Growing Hops

by Alan Edwards,

Last year, when I started growing hops, I mentioned my setup and that I would give a report on how it worked.

I grow the hops up 8 feet, then horizontally about 16 feet. My setup works really well. I run the vines up some nylon twine to a galvanized steel wire, that is stretched across two posts, and then across to the eaves of my house.

The first year, only two varieties made it most of the way across to my house, for a total of about 20 feet--Chinook and Nugget. This year, I expect more growth, and may even find some of the vines wanting more line. As I write, three of the varieties have already reached 8 feet.

You only need to twist the new growth around the horizontal part of the twine about every couple of days. It's not that big of a deal to get them to grow horizontally. And it makes picking MUCH easier. I don't need to take the vine down OR use a ladder; I usually stand on a chair-- a step-ladder will do nicely.

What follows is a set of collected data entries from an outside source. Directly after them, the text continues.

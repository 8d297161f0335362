//! Error types for grid setup.

use thiserror::Error;

/// Errors raised when a grid or extractor is set up with inconsistent sizes.
///
/// Extraction itself never fails: every bound is checked once at setup.
#[derive(Debug, Clone, PartialEq, Eq, Error)]
pub enum ContourError {
    /// Resolution must cover at least one cell.
    #[error("Resolution must be at least 1")]
    ZeroResolution,

    /// Grid has no samples along some axis.
    #[error("Grid has no samples along axis {axis}")]
    EmptyGrid {
        /// Axis index (0 = x, 1 = y, 2 = z).
        axis: usize,
    },

    /// Grid samples along an axis don't match `resolution + 1`.
    #[error("Grid axis {axis} has {actual} samples, expected {expected} (resolution + 1)")]
    DimensionMismatch {
        /// Axis index (0 = x, 1 = y, 2 = z).
        axis: usize,
        /// Samples required by the resolution.
        expected: usize,
        /// Samples actually present.
        actual: usize,
    },

    /// Flat sample buffer length doesn't match the grid dimensions.
    #[error("Sample buffer holds {actual} values, expected {expected}")]
    BufferLength {
        /// Product of the grid dimensions.
        expected: usize,
        /// Length of the buffer passed in.
        actual: usize,
    },

    /// Sample count for the requested size doesn't fit in `usize`.
    #[error("Grid sample count overflows usize")]
    SampleOverflow,
}

/// Result type for contouring setup.
pub type ContourResult<T> = std::result::Result<T, ContourError>;

/// Samples along one axis of a lattice with `resolution` cells.
pub(crate) fn samples_per_axis(resolution: usize) -> ContourResult<usize> {
    if resolution == 0 {
        return Err(ContourError::ZeroResolution);
    }
    resolution.checked_add(1).ok_or(ContourError::SampleOverflow)
}

/// Total sample count of a lattice with the given per-axis dimensions.
pub(crate) fn sample_count(dims: &[usize]) -> ContourResult<usize> {
    dims.iter()
        .try_fold(1usize, |acc, &n| acc.checked_mul(n))
        .ok_or(ContourError::SampleOverflow)
}

/// Checks that every axis of `dims` holds exactly `resolution + 1` samples.
pub(crate) fn check_dims(resolution: usize, dims: &[usize]) -> ContourResult<()> {
    let expected = samples_per_axis(resolution)?;

    for (axis, &actual) in dims.iter().enumerate() {
        if actual != expected {
            return Err(ContourError::DimensionMismatch {
                axis,
                expected,
                actual,
            });
        }
    }

    Ok(())
}

#[cfg(test)]
mod tests {
    use super::*;

    #[test]
    fn test_error_display() {
        let err = ContourError::ZeroResolution;
        assert_eq!(format!("{err}"), "Resolution must be at least 1");

        let err = ContourError::DimensionMismatch {
            axis: 2,
            expected: 9,
            actual: 8,
        };
        let msg = format!("{err}");
        assert!(msg.contains("axis 2"));
        assert!(msg.contains("expected 9"));
    }

    #[test]
    fn test_check_dims() {
        assert!(check_dims(4, &[5, 5]).is_ok());
        assert!(check_dims(4, &[5, 5, 5]).is_ok());
        assert_eq!(check_dims(0, &[1, 1]), Err(ContourError::ZeroResolution));
        assert_eq!(
            check_dims(4, &[5, 4]),
            Err(ContourError::DimensionMismatch {
                axis: 1,
                expected: 5,
                actual: 4
            })
        );
    }

    #[test]
    fn test_oversized_resolution() {
        assert_eq!(samples_per_axis(usize::MAX), Err(ContourError::SampleOverflow));
        assert_eq!(check_dims(usize::MAX, &[0, 0]), Err(ContourError::SampleOverflow));
        assert_eq!(sample_count(&[3, 4, 5]), Ok(60));
        assert_eq!(sample_count(&[usize::MAX, 2]), Err(ContourError::SampleOverflow));
    }
}
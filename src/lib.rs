//! Contour extraction from scalar fields sampled on regular grids.
//!
//! Two extractors, both borrowing a caller-owned sample buffer:
//!
//! - [`PlanarContourExtractor`]: marching squares over a 2D grid, producing
//!   filled triangles or isoline segments, with midpoint or interpolated
//!   edge crossings.
//! - [`VolumeDualContourExtractor`]: dual contouring over a 3D grid, one
//!   vertex per cell placed from edge crossings and gradient estimates,
//!   stitched into quads.
//!
//! # Example
//!
//! ```
//! use isocontour::{ContourParams, PlanarContourExtractor, ScalarGrid2};
//!
//! let grid = ScalarGrid2::from_fn(8, |x, y| {
//!     let (dx, dy) = (x as f32 - 4.0, y as f32 - 4.0);
//!     9.0 - dx * dx - dy * dy
//! })?;
//!
//! let ms = PlanarContourExtractor::setup(8, &grid)?;
//! let params = ContourParams::default().with_threshold(0.0).with_size(2.0);
//! let lines = ms.extract_lines_interpolated(&params);
//! assert!(!lines.is_empty());
//! # Ok::<(), isocontour::ContourError>(())
//! ```
//!
//! Extraction is single-threaded and allocates only its output. Setup
//! validates the grid size once; extraction cannot fail afterwards.

pub mod error;
pub mod mesh;

pub use error::{ContourError, ContourResult};
pub use mesh::{
    ContourMesh, ContourParams, DualContourParams, Grid2, Grid3, PlanarContourExtractor, Pt3,
    QuadMesh, ScalarGrid2, ScalarGrid3, Segment, Vec3, VertexSolver, VolumeDualContourExtractor,
};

This year, instead of training three vines from each plant up one twine, I am training four vines from each plant up TWO twines. All twines are equally spaced. This gives the appearance of having twice as many vines and should make harvesting much easier. Last year's crop got pretty bushy and hard to pick on the more prolific varieties. I also hope that the horizontal part will create some nice shade on my back yard, since the vines will be 1.75 feet apart. I seriously doubt that they will grow together and cause me to misidentify the varieties. I also expect a bigger harvest from this configuration, since I can let more vines grow without worrying about clutter.


Keep new shoots pruned until you see hop cones, then let a couple of vines emerge and wind around the existing vines. You'll have another harvest a few weeks after the first. Keep doing this and you can have several harvests in one season.

If you have some varieties that aren't doing too well (less that 6 vines emerge), go ahead and train them all--it may be your only chance. I had a pretty poor first harvest from my Willamette and Mount Hood last year. Tettnanger didn't do too well either. Some varieties just don't do as well as others. If you are growing Nugget, Cascades or Chinook, expect to trim them regularly. They grow very well. If you don't keep cutting shoots, things can get hairy quickly. The same goes for the long runners that you get coming out of the sides of the vine. Also, if you have the choice, put the least prolific varieties in the part of the garden that gets the most sun--they need all the help they can get.

If at all possible, water the hops with some kind of automatic system. They need much water, and often. I've got mine on a timer that waters them twice a day.

Good luck, and most of all HAVE FUN!